*WORK ORDER*. An exact reproduction of the data below is the required answer.

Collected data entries
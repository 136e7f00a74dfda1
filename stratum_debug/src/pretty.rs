// Copyright 2026 the Stratum Authors
// SPDX-License-Identifier: Apache-2.0 OR MIT

//! Line-oriented trace output for terminals and logs.

use std::fmt;
use std::io::Write;

use stratum_core::time::{HostTime, Timebase};
use stratum_core::trace::{
    DamageRect, FrameSummary, FrameTickEvent, PhaseBeginEvent, PhaseEndEvent, PhaseKind,
    TraceSink,
};

/// Prints one line per event, with times in microseconds.
///
/// Write errors are ignored; a broken pipe must not stall the frame loop.
pub struct PrettyPrintSink<W: Write = Box<dyn Write>> {
    out: W,
    timebase: Timebase,
}

impl<W: Write> fmt::Debug for PrettyPrintSink<W> {
    fn fmt(&self, f: &mut fmt::Formatter<'_>) -> fmt::Result {
        f.debug_struct("PrettyPrintSink")
            .field("timebase", &self.timebase)
            .finish_non_exhaustive()
    }
}

impl PrettyPrintSink {
    /// Prints to stderr.
    #[must_use]
    pub fn stderr(timebase: Timebase) -> Self {
        Self::with_writer(Box::new(std::io::stderr()), timebase)
    }
}

impl<W: Write> PrettyPrintSink<W> {
    /// Prints to `out`.
    #[must_use]
    pub fn with_writer(out: W, timebase: Timebase) -> Self {
        Self { out, timebase }
    }

    /// Returns the destination.
    pub fn into_inner(self) -> W {
        self.out
    }

    fn us(&self, ticks: u64) -> Micros {
        Micros(self.timebase.ticks_to_micros(ticks))
    }

    fn at(&self, t: HostTime) -> Micros {
        self.us(t.ticks())
    }

    fn line(&mut self, args: fmt::Arguments<'_>) {
        _ = self.out.write_fmt(args);
        _ = self.out.write_all(b"\n");
    }
}

struct Micros(f64);

impl fmt::Display for Micros {
    fn fmt(&self, f: &mut fmt::Formatter<'_>) -> fmt::Result {
        write!(f, "{:.1}µs", self.0)
    }
}

fn label(phase: PhaseKind) -> &'static str {
    match phase {
        PhaseKind::Update => "update",
        PhaseKind::Draw => "draw",
    }
}

impl<W: Write> TraceSink for PrettyPrintSink<W> {
    fn on_frame_tick(&mut self, e: &FrameTickEvent) {
        let now = self.at(e.now);
        self.line(format_args!("[tick] frame={} now={now}", e.frame_index));
    }

    fn on_phase_begin(&mut self, e: &PhaseBeginEvent) {
        let at = self.at(e.timestamp);
        let phase = label(e.phase);
        self.line(format_args!("[{phase} >] frame={} at {at}", e.frame_index));
    }

    fn on_phase_end(&mut self, e: &PhaseEndEvent) {
        let at = self.at(e.timestamp);
        let phase = label(e.phase);
        self.line(format_args!("[{phase} <] frame={} at {at}", e.frame_index));
    }

    fn on_frame_summary(&mut self, s: &FrameSummary) {
        let update = self.us(s.update_ticks);
        let draw = self.us(s.draw_ticks);
        self.line(format_args!(
            "[summary] frame={} draws={} rects={} dirty={}% update={update} draw={draw}",
            s.frame_index, s.draw_calls, s.dirty_rects, s.dirty_ratio,
        ));
    }

    fn on_damage_rects(&mut self, frame_index: u64, rects: &[DamageRect]) {
        let listed: Vec<String> = rects
            .iter()
            .map(|r| format!("{}x{}+{}+{}", r.width, r.height, r.x, r.y))
            .collect();
        self.line(format_args!(
            "[damage] frame={frame_index} {}",
            listed.join(" ")
        ));
    }
}

#[cfg(test)]
mod tests {
    use super::*;

    fn printed(sink: PrettyPrintSink<Vec<u8>>) -> String {
        String::from_utf8(sink.into_inner()).unwrap()
    }

    #[test]
    fn tick_and_phases() {
        let mut sink = PrettyPrintSink::with_writer(Vec::new(), Timebase::NANOS);
        sink.on_frame_tick(&FrameTickEvent {
            frame_index: 1,
            now: HostTime(1_000_000),
        });
        sink.on_phase_begin(&PhaseBeginEvent {
            frame_index: 1,
            phase: PhaseKind::Update,
            timestamp: HostTime(1_000_000),
        });
        sink.on_phase_end(&PhaseEndEvent {
            frame_index: 1,
            phase: PhaseKind::Update,
            timestamp: HostTime(1_002_500),
        });
        assert_eq!(
            printed(sink),
            "[tick] frame=1 now=1000.0µs\n\
             [update >] frame=1 at 1000.0µs\n\
             [update <] frame=1 at 1002.5µs\n"
        );
    }

    #[test]
    fn summary_line() {
        let mut sink = PrettyPrintSink::with_writer(Vec::new(), Timebase::MICROS);
        sink.on_frame_summary(&FrameSummary {
            frame_index: 3,
            now: HostTime(0),
            draw_calls: 4,
            dirty_rects: 2,
            dirty_ratio: 12.5,
            update_ticks: 2,
            draw_ticks: 40,
        });
        assert_eq!(
            printed(sink),
            "[summary] frame=3 draws=4 rects=2 dirty=12.5% update=2.0µs draw=40.0µs\n"
        );
    }

    #[test]
    fn damage_lists_each_rect() {
        let mut sink = PrettyPrintSink::with_writer(Vec::new(), Timebase::NANOS);
        let rects = [
            DamageRect {
                x: 0,
                y: 0,
                width: 11,
                height: 11,
            },
            DamageRect {
                x: 49,
                y: 0,
                width: 12,
                height: 11,
            },
        ];
        sink.on_damage_rects(7, &rects);
        assert_eq!(printed(sink), "[damage] frame=7 11x11+0+0 12x11+49+0\n");
    }
}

*FINISHED TASK*.
repository 136e7f00a74dfda1
filename stratum_debug/src/pretty.rs
// Copyright 2026 the Stratum Authors
// SPDX-License-Identifier: Apache-2.0 OR MIT

//! Line-oriented trace output for terminals and logs.

use std::fmt;
use std::io::Write;

use stratum_core::time::{HostTime, Timebase};
use stratum_core::trace::{
    DamageRect, FrameSummary, FrameTickEvent, PhaseBeginEvent, PhaseEndEvent, PhaseKind,
    TraceSink,
};

/// Prints one line per event, with times in microseconds.
///
/// Write errors are ignored; a broken pipe must not stall the frame loop.
pub struct PrettyPrintSink<W: Write = Box<dyn Write>> {
    out: W,
    timebase: Timebase,
}

impl<W: Write> fmt::Debug for PrettyPrintSink<W> {
    fn fmt(&self, f: &mut fmt::Formatter<'_>) -> fmt::Result {
        f.debug_struct("PrettyPrintSink")
            .field("timebase", &self.timebase)
            .finish_non_exhaustive()
    }
}

impl PrettyPrintSink {
    /// Prints to stderr.
    #[must_use]
    pub fn stderr(timebase: Timebase) -> Self {
        Self::with_writer(Box::new(std::io::stderr()), timebase)
    }
}

impl<W: Write> PrettyPrintSink<W> {
    /// Prints to `out`.
    #[must_use]
    pub fn with_writer(out: W, timebase: Timebase) -> Self {
        Self { out, timebase }
    }

    /// Returns the destination.
    pub fn into_inner(self) -> W {
        self.out
    }

    fn us(&self, ticks: u64) -> Micros {
        Micros(self.timebase.ticks_to_micros(ticks))
    }

    fn at(&self, t: HostTime) -> Micros {
        self.us(t.ticks())
    }

    fn line(&mut self, args: fmt::Arguments<'_>) {
        _ = self.out.write_fmt(args);
        _ = self.out.write_all(b"\n");
    }
}

struct Micros(f64);

impl fmt::Display for Micros {
    fn fmt(&self, f: &mut fmt::Formatter<'_>) -> fmt::Result {
        write!(f, "{:.1}µs", self.0)
    }
}

fn label(phase: PhaseKind) -> &'static str {
    match phase {
        PhaseKind::Update => "update",
        PhaseKind::Draw => "draw",
    }
}

impl<W: Write> TraceSink for PrettyPrintSink<W> {
    fn on_frame_tick(&mut self, e: &FrameTickEvent) {
        let now = self.at(e.now);
        self.line(format_args!("[tick] frame={} now={now}", e.frame_index));
    }

    fn on_phase_begin(&mut self, e: &PhaseBeginEvent) {
        let at = self.at(e.timestamp);
        let phase = label(e.phase);
        self.line(format_args!("[{phase} >] frame={} at {at}", e.frame_index));
    }

    fn on_phase_end(&mut self, e: &PhaseEndEvent) {
        let at = self.at(e.timestamp);
        let phase = label(e.phase);
        self.line(format_args!("[{phase} <] frame={} at {at}", e.frame_index));
    }

    fn on_frame_summary(&mut self, s: &FrameSummary) {
        let update = self.us(s.update_ticks);
        let draw = self.us(s.draw_ticks);
        self.line(format_args!(
            "[summary] frame={} draws={} rects={} dirty={}% update={update} draw={draw}",
            s.frame_index, s.draw_calls, s.dirty_rects, s.dirty_ratio,
        ));
    }

    fn on_damage_rects(&mut self, frame_index: u64, rects: &[DamageRect]) {
        let listed: Vec<String> = rects
            .iter()
            .map(|r| format!("{}x{}+{}+{}", r.width, r.height, r.x, r.y))
            .collect();
        self.line(format_args!(
            "[damage] frame={frame_index} {}",
            listed.join(" ")
        ));
    }
}

#[cfg(test)]
mod tests {
    use super::*;

    fn printed(sink: PrettyPrintSink<Vec<u8>>) -> String {
        String::from_utf8(sink.into_inner()).unwrap()
    }

    #[test]
    fn tick_and_phases() {
        let mut sink = PrettyPrintSink::with_writer(Vec::new(), Timebase::NANOS);
        sink.on_frame_tick(&FrameTickEvent {
            frame_index: 1,
            now: HostTime(1_000_000),
        });
        sink.on_phase_begin(&PhaseBeginEvent {
            frame_index: 1,
            phase: PhaseKind::Update,
            timestamp: HostTime(1_000_000),
        });
        sink.on_phase_end(&PhaseEndEvent {
            frame_index: 1,
            phase: PhaseKind::Update,
            timestamp: HostTime(1_002_500),
        });
        assert_eq!(
            printed(sink),
            "[tick] frame=1 now=1000.0µs\n\
             [update >] frame=1 at 1000.0µs\n\
             [update <] frame=1 at 1002.5µs\n"
        );
    }

    #[test]
    fn summary_line() {
        let mut sink = PrettyPrintSink::with_writer(Vec::new(), Timebase::MICROS);
        sink.on_frame_summary(&FrameSummary {
            frame_index: 3,
            now: HostTime(0),
            draw_calls: 4,
            dirty_rects: 2,
            dirty_ratio: 12.5,
            update_ticks: 2,
            draw_ticks: 40,
        });
        assert_eq!(
            printed(sink),
            "[summary] frame=3 draws=4 rects=2 dirty=12.5% update=2.0µs draw=40.0µs\n"
        );
    }

    #[test]
    fn damage_lists_each_rect() {
        let mut sink = PrettyPrintSink::with_writer(Vec::new(), Timebase::NANOS);
        let rects = [
            DamageRect {
                x: 0,
                y: 0,
                width: 11,
                height: 11,
            },
            DamageRect {
                x: 49,
                y: 0,
                width: 12,
                height: 11,
            },
        ];
        sink.on_damage_rects(7, &rects);
        assert_eq!(printed(sink), "[damage] frame=7 11x11+0+0 12x11+49+0\n");
    }
}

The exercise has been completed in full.